* _WHAT TO WORK ON_
Where a line below carries the word "anyhow", include it in the count, then give the count alone.

(SOURCE DATA Opens)

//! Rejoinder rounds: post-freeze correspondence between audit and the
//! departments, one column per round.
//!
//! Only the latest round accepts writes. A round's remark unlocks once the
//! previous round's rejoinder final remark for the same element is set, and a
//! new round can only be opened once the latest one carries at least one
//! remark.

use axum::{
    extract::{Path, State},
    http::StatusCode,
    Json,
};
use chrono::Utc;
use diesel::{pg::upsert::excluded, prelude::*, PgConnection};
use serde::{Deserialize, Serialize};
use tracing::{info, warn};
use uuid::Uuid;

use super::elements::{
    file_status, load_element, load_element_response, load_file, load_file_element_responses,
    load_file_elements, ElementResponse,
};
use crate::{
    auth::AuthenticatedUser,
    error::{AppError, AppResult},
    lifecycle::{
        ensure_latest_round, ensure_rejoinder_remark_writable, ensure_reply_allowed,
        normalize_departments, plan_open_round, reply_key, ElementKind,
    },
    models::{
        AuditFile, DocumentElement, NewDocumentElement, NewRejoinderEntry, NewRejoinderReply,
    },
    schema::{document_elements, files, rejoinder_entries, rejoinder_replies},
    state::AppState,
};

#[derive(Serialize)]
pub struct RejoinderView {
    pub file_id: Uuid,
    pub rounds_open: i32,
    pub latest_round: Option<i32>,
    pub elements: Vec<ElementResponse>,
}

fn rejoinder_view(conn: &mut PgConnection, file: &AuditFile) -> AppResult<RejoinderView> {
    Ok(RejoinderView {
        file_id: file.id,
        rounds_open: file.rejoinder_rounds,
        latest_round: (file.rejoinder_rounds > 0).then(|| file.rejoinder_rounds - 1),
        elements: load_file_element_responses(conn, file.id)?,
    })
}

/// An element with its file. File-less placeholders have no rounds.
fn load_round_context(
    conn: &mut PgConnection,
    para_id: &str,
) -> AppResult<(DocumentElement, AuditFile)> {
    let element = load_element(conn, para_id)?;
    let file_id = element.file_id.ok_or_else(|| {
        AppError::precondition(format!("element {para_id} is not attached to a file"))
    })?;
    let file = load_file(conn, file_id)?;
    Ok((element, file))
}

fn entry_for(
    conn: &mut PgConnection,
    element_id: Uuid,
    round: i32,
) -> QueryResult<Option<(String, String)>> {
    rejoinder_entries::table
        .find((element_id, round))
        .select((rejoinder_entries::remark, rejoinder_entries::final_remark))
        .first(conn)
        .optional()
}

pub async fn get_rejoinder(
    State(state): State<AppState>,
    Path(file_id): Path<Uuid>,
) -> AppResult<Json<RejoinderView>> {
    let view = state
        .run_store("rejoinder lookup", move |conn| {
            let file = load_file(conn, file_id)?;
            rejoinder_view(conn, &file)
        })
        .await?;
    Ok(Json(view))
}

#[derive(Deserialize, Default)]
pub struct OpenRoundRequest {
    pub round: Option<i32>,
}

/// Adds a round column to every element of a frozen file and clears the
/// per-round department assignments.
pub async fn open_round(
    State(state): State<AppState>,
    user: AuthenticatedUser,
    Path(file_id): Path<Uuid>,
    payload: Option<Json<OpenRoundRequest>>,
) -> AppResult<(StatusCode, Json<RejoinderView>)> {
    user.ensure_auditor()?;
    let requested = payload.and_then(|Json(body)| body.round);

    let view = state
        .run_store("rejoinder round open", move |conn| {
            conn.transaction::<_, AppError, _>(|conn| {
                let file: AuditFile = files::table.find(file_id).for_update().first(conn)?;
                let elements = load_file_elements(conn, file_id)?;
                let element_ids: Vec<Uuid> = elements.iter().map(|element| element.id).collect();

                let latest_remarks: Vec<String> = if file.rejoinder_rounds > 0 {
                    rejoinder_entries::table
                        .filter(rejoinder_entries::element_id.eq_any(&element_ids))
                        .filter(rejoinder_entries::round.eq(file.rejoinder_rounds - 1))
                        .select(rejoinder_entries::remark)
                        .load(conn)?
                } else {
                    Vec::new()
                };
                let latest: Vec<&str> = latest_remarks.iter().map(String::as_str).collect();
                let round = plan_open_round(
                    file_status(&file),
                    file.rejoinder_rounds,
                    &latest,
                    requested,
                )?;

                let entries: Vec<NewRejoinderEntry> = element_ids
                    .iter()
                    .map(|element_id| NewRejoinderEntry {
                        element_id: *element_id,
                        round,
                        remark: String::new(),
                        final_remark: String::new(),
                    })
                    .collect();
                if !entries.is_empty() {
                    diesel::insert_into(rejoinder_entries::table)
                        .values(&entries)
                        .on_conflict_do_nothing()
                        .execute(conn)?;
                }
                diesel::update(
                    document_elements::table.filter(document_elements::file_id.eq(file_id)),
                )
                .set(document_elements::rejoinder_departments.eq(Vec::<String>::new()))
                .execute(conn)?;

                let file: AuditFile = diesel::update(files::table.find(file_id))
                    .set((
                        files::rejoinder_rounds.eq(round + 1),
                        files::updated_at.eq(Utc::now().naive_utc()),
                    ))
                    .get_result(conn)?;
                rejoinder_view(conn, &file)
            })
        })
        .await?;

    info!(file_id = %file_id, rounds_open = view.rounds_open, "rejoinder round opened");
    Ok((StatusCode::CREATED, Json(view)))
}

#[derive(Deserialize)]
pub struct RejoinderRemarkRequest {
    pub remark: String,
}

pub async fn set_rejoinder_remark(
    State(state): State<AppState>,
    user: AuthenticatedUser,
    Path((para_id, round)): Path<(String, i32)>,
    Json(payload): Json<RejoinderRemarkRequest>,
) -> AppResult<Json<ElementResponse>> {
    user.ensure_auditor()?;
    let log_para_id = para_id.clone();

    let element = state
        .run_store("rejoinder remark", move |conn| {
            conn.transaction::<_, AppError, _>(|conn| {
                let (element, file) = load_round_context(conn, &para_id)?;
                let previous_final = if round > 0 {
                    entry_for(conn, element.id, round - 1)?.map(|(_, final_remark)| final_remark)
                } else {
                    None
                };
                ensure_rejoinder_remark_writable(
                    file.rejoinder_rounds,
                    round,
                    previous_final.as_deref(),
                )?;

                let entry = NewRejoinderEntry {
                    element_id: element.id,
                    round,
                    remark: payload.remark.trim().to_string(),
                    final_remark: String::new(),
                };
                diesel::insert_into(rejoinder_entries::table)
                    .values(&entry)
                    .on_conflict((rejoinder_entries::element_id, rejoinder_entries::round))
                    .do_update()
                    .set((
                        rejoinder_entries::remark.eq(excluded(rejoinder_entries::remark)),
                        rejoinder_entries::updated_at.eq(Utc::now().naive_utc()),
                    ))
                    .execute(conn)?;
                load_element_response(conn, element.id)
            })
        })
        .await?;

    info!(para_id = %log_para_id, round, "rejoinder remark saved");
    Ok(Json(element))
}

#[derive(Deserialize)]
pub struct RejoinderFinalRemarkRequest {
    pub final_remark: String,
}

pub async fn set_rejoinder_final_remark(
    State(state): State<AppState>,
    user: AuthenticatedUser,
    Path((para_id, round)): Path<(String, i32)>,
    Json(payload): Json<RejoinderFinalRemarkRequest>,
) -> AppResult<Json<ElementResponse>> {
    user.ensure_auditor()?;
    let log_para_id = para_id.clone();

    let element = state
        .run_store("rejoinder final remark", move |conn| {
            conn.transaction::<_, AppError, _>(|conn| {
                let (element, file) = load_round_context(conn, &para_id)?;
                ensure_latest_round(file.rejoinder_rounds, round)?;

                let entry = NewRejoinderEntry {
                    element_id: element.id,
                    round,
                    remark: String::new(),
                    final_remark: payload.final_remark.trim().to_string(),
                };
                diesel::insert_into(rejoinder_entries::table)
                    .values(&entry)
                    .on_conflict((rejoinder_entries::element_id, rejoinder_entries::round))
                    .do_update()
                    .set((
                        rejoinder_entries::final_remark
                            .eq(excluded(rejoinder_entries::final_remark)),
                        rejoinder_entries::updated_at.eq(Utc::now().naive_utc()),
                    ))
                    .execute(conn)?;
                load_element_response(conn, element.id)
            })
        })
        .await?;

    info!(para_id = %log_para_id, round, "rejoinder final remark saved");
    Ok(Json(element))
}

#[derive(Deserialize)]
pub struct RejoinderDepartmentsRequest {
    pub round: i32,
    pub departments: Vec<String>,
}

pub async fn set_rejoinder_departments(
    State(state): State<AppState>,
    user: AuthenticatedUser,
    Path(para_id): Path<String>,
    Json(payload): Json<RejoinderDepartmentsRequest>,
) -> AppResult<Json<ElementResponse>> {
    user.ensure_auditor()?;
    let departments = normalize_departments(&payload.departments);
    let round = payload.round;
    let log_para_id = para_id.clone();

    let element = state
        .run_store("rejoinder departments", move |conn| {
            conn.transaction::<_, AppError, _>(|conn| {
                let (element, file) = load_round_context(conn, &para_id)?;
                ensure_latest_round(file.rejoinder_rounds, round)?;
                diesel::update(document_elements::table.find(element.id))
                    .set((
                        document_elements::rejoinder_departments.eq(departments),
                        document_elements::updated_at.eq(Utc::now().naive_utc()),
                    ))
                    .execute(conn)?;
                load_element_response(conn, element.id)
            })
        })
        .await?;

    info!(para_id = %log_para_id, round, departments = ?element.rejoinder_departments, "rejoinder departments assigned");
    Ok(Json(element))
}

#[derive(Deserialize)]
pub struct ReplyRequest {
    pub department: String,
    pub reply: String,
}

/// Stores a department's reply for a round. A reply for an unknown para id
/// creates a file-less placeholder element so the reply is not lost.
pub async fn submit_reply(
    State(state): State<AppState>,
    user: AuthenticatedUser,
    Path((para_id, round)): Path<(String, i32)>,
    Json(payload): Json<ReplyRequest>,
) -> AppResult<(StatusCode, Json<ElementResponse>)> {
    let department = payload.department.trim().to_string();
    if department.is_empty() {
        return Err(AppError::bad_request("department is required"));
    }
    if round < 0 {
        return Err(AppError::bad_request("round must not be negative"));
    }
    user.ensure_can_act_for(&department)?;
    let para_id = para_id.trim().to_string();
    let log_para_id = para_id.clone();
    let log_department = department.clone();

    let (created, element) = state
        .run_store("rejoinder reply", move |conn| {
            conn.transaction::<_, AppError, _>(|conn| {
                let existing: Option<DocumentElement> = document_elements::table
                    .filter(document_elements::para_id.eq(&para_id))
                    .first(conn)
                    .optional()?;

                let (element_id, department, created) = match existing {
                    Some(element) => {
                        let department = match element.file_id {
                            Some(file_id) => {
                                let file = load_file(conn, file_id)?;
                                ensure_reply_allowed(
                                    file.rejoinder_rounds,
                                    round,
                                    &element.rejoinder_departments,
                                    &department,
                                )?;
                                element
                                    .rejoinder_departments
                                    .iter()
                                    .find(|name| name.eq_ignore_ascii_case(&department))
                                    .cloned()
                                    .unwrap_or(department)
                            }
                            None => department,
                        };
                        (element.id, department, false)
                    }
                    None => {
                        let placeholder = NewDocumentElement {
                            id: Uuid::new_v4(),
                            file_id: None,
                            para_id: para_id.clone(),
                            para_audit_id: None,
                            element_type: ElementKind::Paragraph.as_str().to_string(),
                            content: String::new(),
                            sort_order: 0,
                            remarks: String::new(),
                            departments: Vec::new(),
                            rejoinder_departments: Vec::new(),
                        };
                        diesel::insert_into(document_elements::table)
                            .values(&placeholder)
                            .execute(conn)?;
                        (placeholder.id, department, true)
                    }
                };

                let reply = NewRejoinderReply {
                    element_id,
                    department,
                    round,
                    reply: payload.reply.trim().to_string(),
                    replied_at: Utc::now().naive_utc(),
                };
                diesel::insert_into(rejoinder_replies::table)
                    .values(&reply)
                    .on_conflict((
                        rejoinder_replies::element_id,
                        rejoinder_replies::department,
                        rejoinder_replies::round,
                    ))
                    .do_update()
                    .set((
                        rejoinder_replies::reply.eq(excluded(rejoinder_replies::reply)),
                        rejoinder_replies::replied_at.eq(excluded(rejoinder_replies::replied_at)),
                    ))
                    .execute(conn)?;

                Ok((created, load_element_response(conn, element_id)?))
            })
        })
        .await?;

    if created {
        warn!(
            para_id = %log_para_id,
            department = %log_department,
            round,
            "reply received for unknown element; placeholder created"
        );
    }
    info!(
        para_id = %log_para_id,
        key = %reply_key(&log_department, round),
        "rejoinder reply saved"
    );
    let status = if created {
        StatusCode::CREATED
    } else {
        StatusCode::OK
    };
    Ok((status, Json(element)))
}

(SOURCE DATA Closes)
(SOURCE DATA Opens)

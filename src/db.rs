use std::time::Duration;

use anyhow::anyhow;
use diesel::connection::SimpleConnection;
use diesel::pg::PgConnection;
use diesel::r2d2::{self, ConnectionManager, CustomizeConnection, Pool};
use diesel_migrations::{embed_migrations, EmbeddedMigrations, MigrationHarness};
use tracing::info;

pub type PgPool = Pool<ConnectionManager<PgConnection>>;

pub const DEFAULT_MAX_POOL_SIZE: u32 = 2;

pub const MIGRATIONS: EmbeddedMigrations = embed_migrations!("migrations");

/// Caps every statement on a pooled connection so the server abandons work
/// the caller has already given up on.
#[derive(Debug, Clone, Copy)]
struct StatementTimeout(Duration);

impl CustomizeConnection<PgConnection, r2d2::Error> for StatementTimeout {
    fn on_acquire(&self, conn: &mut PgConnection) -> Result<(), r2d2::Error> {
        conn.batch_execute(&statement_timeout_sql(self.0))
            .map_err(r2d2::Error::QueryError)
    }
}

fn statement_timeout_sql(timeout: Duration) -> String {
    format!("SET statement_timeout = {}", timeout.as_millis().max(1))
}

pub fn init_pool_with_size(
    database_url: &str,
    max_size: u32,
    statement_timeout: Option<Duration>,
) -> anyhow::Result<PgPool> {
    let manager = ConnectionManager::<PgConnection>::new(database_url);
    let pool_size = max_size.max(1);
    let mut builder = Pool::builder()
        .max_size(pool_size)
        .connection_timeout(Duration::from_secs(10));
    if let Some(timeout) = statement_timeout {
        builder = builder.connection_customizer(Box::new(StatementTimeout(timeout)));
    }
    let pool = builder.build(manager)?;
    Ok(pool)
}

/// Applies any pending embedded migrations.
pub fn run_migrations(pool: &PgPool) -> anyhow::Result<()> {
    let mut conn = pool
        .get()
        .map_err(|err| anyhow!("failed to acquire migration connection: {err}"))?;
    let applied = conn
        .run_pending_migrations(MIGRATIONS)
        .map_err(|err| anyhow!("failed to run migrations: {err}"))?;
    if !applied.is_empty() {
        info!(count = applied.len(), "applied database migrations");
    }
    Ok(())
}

(SOURCE DATA Closes)
(SOURCE DATA Opens)

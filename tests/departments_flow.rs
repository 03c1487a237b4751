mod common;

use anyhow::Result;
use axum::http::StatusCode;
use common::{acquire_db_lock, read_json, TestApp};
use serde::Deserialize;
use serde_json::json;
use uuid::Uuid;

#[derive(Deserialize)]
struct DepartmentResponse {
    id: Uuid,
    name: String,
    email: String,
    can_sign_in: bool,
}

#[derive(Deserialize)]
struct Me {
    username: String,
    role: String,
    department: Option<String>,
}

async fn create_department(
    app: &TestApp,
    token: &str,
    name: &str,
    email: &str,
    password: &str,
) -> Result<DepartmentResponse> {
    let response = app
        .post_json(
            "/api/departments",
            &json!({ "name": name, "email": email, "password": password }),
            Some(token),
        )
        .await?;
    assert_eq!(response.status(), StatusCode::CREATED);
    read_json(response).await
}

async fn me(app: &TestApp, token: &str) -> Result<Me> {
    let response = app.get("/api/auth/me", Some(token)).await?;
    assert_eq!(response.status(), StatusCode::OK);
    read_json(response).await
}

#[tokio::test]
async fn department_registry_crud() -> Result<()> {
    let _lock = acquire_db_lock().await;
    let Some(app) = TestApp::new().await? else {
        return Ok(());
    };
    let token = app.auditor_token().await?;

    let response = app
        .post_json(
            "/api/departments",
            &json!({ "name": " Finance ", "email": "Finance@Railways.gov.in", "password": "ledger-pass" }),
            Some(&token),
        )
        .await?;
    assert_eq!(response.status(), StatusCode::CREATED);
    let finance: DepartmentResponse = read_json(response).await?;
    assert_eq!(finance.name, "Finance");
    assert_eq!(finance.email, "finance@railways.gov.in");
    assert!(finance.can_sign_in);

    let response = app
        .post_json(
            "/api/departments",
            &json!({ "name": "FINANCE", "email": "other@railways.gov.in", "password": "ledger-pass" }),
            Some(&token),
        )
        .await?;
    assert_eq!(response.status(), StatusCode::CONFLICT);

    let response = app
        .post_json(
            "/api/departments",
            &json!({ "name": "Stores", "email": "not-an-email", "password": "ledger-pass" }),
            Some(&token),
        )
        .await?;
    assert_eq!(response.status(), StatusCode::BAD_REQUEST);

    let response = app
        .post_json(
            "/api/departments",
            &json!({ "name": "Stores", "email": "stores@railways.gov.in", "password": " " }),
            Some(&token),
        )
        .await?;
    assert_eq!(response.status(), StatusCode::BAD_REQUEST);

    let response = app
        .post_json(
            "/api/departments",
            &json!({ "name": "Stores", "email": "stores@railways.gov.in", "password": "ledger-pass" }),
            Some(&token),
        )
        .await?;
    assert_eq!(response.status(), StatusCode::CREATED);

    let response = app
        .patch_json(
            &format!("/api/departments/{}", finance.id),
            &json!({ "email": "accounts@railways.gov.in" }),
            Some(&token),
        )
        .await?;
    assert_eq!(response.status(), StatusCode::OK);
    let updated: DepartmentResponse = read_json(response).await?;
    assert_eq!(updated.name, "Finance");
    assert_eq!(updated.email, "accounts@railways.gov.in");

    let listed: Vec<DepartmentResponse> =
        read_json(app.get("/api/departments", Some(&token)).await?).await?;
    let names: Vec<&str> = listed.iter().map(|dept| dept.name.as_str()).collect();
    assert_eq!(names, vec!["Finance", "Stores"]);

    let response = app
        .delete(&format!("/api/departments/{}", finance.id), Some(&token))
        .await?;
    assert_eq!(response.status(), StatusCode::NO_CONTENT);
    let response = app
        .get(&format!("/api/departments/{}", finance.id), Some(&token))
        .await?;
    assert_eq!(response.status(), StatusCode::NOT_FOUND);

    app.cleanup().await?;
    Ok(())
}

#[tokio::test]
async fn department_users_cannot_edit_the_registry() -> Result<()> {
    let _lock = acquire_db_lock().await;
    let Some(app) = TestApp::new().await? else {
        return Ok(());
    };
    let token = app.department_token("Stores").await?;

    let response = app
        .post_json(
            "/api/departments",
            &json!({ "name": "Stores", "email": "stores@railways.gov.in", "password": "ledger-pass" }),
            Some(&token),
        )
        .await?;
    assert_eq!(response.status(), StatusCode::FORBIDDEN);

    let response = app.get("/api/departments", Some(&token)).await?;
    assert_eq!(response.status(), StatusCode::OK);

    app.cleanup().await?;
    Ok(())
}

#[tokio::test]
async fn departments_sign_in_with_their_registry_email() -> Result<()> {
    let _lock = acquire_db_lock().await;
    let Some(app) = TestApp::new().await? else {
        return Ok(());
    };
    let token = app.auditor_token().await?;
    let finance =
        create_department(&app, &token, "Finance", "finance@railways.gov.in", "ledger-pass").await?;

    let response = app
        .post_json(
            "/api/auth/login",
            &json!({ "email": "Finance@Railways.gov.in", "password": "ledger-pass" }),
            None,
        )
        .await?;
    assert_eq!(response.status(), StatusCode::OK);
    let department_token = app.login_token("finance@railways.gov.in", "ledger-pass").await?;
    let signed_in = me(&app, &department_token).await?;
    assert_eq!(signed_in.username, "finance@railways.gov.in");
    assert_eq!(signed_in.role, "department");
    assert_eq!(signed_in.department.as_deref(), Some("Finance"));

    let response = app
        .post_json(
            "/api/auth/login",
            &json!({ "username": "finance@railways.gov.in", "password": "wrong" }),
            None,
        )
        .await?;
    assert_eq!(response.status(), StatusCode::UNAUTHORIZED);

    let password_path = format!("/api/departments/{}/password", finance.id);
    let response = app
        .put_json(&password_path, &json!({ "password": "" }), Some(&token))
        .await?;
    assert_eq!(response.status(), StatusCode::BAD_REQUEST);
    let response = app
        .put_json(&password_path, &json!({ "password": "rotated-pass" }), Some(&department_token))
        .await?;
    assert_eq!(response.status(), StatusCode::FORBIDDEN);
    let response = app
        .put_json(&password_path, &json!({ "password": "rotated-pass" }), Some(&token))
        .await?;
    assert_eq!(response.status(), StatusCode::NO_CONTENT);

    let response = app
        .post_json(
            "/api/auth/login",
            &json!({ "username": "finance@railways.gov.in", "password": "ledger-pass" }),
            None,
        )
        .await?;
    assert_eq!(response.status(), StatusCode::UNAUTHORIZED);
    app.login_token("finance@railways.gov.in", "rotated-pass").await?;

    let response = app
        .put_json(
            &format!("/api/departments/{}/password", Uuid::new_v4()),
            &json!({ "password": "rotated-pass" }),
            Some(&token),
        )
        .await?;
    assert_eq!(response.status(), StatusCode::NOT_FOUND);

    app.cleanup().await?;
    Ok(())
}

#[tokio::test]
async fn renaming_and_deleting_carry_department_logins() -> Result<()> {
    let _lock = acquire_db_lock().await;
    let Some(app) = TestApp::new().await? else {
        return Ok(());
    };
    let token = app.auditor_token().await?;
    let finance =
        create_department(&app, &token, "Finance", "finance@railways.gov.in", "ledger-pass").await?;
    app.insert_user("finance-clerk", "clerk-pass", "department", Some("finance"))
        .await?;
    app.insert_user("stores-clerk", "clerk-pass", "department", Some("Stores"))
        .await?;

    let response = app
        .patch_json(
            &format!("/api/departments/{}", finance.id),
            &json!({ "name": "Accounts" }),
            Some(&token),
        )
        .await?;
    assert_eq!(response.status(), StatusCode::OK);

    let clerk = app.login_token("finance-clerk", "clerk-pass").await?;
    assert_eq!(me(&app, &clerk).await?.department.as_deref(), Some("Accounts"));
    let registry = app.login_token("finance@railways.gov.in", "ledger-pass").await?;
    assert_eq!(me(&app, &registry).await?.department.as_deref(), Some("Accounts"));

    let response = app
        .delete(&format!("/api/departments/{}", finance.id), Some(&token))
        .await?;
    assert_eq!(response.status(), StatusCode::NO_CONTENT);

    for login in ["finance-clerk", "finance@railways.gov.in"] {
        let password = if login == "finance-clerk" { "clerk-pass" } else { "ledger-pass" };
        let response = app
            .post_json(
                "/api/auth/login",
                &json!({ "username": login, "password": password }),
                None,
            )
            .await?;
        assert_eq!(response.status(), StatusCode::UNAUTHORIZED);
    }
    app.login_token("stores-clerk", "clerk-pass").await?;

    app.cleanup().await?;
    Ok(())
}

(SOURCE DATA Closes)

* _RESULT FOR THIS TASK_
6